Dataset records:
>>>>>
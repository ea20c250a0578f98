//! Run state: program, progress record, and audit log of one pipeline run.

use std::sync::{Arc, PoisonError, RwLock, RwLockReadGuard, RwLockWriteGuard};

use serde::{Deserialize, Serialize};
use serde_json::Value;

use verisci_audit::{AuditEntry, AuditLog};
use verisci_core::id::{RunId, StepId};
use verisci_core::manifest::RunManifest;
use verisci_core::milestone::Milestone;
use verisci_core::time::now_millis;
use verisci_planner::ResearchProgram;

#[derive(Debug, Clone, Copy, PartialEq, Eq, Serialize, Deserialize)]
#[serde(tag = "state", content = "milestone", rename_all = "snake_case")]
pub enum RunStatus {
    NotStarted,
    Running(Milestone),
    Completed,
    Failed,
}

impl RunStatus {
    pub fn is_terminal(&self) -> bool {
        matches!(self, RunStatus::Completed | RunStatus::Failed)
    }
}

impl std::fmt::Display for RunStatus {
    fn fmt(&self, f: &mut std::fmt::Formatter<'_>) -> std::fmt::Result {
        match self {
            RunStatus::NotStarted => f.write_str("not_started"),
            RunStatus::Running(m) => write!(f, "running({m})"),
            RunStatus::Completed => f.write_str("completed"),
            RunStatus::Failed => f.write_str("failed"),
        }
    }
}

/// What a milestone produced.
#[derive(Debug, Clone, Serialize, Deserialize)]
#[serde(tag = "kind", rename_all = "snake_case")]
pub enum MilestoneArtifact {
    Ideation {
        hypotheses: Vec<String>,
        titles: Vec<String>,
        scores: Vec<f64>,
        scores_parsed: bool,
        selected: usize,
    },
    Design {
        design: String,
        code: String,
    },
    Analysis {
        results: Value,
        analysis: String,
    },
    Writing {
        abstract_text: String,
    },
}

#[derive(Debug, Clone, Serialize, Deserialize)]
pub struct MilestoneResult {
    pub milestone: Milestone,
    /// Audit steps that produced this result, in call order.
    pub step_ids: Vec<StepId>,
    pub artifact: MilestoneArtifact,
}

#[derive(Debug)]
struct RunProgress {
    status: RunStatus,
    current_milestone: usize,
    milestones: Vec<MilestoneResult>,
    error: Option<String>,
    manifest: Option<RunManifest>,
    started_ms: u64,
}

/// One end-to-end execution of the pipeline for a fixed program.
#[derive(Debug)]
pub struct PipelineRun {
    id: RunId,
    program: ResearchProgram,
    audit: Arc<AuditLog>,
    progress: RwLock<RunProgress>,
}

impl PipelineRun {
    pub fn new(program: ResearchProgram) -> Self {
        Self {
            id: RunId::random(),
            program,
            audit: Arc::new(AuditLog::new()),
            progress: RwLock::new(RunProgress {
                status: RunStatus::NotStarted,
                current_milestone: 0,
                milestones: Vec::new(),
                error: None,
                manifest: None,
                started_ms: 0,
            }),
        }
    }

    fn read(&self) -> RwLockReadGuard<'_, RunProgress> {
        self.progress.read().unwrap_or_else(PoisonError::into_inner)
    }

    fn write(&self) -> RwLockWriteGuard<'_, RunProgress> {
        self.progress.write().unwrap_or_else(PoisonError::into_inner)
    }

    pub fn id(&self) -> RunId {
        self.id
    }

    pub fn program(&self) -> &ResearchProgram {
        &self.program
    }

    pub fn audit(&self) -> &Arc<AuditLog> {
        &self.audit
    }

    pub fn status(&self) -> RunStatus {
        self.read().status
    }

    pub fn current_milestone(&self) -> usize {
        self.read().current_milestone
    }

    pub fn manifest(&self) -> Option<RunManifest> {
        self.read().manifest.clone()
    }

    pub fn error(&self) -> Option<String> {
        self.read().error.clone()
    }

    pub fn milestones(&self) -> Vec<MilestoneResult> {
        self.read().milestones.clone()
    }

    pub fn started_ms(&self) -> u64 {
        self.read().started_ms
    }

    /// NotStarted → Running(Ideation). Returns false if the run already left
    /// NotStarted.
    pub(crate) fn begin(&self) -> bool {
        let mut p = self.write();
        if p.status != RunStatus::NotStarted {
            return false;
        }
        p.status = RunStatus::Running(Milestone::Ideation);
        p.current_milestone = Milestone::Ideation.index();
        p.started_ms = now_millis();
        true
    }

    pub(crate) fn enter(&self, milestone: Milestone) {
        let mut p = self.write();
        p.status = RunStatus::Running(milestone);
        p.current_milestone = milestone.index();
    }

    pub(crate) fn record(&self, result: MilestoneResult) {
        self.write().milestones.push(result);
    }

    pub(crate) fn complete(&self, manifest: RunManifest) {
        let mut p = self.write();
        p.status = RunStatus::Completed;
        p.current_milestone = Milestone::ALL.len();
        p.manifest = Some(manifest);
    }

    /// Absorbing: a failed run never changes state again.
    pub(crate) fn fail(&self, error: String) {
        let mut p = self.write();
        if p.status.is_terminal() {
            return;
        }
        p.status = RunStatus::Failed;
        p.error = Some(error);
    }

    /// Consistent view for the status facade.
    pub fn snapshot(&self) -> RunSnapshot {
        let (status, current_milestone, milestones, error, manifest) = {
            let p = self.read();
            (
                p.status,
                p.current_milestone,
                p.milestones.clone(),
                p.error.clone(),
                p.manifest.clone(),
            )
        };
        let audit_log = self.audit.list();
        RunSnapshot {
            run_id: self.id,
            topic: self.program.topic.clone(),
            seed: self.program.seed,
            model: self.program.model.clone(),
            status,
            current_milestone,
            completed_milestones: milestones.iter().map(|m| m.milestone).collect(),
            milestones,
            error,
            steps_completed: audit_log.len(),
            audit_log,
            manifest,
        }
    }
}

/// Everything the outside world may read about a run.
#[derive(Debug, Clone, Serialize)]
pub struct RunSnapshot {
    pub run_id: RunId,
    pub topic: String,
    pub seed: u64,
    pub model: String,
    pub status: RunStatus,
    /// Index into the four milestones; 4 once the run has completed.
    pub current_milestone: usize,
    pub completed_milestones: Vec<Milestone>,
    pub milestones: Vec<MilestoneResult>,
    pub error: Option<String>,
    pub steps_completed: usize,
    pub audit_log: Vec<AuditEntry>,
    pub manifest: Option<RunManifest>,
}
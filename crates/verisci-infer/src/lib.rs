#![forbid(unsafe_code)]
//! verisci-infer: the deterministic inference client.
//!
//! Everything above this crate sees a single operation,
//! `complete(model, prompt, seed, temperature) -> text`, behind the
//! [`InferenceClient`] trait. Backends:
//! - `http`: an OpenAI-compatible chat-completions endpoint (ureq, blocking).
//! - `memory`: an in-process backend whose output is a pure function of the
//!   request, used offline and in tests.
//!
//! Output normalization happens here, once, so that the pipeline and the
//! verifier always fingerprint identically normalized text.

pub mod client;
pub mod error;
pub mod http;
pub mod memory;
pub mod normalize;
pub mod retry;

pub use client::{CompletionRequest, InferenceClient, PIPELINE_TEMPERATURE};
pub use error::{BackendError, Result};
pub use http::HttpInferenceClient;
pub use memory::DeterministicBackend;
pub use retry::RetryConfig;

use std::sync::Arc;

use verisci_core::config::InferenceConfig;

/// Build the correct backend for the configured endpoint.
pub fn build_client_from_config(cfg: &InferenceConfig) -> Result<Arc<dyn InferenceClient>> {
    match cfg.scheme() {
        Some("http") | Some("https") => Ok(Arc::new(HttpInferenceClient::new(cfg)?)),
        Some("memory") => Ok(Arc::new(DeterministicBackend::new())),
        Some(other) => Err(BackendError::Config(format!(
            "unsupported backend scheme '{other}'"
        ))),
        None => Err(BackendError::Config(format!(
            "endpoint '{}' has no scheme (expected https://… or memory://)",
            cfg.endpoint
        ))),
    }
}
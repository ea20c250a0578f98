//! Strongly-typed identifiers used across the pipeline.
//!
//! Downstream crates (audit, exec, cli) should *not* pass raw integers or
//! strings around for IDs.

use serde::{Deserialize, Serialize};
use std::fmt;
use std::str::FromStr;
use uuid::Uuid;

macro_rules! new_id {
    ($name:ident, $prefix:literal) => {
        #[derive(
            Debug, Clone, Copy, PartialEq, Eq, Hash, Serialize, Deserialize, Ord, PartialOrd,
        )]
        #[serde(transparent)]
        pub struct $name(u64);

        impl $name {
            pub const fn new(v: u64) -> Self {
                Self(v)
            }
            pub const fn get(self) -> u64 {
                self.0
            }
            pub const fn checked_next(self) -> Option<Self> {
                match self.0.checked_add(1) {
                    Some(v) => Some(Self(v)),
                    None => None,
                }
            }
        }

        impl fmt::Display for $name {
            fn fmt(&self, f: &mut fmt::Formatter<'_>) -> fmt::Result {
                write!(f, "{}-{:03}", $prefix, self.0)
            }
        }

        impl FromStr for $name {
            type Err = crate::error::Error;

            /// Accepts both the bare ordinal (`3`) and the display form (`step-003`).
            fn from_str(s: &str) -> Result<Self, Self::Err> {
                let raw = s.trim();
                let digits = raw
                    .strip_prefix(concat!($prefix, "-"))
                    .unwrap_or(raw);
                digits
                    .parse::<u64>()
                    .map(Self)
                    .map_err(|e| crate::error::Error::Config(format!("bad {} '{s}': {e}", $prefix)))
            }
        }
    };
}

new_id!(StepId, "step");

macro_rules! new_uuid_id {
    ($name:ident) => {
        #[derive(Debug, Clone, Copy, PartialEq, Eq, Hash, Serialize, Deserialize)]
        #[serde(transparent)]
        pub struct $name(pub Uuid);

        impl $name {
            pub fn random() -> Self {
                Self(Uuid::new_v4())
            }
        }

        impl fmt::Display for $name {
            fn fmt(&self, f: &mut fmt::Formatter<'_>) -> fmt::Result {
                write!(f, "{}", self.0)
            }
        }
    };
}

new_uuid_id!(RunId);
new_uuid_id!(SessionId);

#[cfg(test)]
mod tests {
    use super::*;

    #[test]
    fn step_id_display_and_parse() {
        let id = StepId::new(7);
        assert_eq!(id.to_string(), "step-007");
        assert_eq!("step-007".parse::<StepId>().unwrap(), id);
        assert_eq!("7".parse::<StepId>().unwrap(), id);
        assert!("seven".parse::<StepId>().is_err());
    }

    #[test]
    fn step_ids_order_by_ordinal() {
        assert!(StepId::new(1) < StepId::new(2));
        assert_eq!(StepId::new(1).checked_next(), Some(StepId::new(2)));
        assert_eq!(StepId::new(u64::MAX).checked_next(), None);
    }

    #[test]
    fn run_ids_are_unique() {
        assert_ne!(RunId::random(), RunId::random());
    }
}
<<<<<
>>>>>
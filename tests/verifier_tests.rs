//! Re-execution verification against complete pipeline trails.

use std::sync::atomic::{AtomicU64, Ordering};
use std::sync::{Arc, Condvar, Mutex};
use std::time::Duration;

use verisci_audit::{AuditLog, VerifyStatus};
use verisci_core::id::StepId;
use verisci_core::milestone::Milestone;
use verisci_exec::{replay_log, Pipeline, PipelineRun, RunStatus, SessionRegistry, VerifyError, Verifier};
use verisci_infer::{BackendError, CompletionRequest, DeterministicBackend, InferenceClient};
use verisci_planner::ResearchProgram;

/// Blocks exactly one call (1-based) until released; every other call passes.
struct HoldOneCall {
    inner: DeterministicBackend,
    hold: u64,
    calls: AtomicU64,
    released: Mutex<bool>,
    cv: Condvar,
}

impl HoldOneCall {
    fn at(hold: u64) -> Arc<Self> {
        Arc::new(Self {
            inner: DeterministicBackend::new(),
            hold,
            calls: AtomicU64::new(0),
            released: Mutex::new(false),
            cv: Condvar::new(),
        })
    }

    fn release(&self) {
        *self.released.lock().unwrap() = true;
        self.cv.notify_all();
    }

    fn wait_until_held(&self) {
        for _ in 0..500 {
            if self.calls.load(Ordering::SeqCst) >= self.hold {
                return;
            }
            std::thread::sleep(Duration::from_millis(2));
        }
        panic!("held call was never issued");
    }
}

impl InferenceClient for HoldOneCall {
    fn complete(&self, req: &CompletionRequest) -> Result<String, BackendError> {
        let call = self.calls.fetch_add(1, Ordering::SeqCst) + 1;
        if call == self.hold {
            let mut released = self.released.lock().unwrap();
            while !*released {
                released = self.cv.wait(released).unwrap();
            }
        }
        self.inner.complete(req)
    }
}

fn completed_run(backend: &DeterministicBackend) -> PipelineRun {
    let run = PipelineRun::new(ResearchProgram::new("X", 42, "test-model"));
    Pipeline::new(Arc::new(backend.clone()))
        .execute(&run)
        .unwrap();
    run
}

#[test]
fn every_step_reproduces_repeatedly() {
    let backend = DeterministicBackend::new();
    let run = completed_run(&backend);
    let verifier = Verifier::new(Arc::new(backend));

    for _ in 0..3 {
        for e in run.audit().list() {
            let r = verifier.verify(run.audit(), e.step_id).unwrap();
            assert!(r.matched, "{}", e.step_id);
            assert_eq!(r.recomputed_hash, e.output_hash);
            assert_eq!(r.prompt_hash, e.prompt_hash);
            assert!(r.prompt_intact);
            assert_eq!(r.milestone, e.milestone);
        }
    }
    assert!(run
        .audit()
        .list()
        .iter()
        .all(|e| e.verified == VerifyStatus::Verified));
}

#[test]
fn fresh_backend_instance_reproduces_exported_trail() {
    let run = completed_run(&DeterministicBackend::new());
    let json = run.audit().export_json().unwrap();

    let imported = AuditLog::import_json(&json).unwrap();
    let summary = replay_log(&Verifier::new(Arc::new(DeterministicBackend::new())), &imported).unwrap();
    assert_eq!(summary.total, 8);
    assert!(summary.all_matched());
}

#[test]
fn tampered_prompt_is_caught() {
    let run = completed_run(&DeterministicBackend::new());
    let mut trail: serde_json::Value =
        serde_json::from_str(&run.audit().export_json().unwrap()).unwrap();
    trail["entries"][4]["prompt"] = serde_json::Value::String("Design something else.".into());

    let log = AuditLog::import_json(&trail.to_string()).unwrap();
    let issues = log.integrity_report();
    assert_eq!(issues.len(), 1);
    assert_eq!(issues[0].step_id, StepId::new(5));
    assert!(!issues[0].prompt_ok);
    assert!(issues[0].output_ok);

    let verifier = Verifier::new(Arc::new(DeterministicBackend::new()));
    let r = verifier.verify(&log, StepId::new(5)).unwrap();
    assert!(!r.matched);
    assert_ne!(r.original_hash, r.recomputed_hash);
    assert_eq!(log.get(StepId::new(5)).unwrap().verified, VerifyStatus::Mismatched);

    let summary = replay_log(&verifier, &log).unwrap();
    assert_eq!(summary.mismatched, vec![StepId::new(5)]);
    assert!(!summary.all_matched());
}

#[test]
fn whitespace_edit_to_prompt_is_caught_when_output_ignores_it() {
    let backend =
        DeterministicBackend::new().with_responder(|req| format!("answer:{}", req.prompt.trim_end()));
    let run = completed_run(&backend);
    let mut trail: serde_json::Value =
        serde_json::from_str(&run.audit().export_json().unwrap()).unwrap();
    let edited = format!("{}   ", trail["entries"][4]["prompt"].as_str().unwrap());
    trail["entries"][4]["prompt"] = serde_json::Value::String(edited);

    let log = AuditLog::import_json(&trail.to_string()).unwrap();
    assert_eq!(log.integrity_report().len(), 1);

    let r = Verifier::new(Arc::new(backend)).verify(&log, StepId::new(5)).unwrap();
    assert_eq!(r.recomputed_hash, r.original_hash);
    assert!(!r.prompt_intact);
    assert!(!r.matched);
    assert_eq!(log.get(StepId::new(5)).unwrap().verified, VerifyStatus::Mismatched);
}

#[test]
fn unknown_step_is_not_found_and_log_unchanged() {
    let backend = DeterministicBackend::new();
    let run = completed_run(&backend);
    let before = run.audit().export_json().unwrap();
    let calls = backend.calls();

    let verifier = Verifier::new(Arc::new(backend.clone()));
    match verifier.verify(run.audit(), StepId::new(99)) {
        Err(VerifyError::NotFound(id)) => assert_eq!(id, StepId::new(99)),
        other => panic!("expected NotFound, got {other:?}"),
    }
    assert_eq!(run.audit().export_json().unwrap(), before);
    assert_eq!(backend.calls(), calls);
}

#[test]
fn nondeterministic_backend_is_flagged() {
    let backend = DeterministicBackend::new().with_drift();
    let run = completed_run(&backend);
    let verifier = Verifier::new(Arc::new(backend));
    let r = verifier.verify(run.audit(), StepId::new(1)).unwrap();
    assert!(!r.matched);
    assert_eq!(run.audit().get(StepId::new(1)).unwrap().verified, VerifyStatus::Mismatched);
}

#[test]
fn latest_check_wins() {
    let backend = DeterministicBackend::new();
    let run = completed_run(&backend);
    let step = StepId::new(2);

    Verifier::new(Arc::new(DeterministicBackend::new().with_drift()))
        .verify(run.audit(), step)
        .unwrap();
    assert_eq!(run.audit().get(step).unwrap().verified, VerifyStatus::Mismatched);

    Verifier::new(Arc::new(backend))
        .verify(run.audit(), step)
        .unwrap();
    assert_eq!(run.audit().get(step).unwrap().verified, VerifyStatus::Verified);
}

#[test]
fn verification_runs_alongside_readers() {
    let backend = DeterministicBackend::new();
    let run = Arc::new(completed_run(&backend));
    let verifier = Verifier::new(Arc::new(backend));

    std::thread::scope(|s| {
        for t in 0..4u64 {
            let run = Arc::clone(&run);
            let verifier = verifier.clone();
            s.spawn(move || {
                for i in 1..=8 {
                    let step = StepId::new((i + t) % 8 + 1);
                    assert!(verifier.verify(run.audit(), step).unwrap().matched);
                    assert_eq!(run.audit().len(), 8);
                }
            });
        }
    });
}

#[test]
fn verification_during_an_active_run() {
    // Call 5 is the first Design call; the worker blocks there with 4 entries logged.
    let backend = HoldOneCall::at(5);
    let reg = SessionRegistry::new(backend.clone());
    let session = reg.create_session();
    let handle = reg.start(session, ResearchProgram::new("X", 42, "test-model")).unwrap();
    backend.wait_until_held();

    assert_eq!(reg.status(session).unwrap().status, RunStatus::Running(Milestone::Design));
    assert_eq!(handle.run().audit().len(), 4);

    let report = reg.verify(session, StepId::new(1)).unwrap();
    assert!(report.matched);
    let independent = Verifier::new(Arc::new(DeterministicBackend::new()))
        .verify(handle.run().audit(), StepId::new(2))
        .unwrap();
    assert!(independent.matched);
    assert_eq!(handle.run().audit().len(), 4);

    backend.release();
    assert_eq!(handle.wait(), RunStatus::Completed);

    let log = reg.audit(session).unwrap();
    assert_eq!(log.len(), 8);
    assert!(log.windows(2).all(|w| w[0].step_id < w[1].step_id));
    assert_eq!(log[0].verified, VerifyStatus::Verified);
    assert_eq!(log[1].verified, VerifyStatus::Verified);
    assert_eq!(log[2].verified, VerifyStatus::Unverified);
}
<<<<<
>>>>>
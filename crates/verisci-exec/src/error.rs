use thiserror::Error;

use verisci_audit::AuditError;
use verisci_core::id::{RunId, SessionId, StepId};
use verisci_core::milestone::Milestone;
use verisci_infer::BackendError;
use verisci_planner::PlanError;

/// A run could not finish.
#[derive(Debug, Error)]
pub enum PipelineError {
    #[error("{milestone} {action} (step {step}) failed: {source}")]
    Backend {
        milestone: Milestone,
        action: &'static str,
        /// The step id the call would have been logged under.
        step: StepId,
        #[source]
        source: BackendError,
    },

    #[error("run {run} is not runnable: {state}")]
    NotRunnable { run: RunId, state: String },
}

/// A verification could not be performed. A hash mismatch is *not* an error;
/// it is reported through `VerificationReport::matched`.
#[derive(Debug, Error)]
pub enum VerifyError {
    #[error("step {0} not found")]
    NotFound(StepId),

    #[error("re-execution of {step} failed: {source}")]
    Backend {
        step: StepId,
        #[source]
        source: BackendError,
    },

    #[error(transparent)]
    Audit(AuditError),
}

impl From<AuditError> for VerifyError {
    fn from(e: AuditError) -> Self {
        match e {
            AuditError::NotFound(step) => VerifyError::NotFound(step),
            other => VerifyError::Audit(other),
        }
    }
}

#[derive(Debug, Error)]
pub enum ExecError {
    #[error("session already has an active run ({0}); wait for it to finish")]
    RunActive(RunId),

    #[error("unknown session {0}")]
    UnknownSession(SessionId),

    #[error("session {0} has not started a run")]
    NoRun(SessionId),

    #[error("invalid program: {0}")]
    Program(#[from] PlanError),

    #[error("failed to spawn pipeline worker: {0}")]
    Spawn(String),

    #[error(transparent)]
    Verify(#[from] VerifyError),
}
<<<<<
ABOUT THIS TASK
In the records above, find each line that mentions the word "logged", and copy it.

EXERCISE OUTPUT
    // Call 5 is the first Design call; the worker blocks there with 4 entries logged.
        /// The step id the call would have been logged under.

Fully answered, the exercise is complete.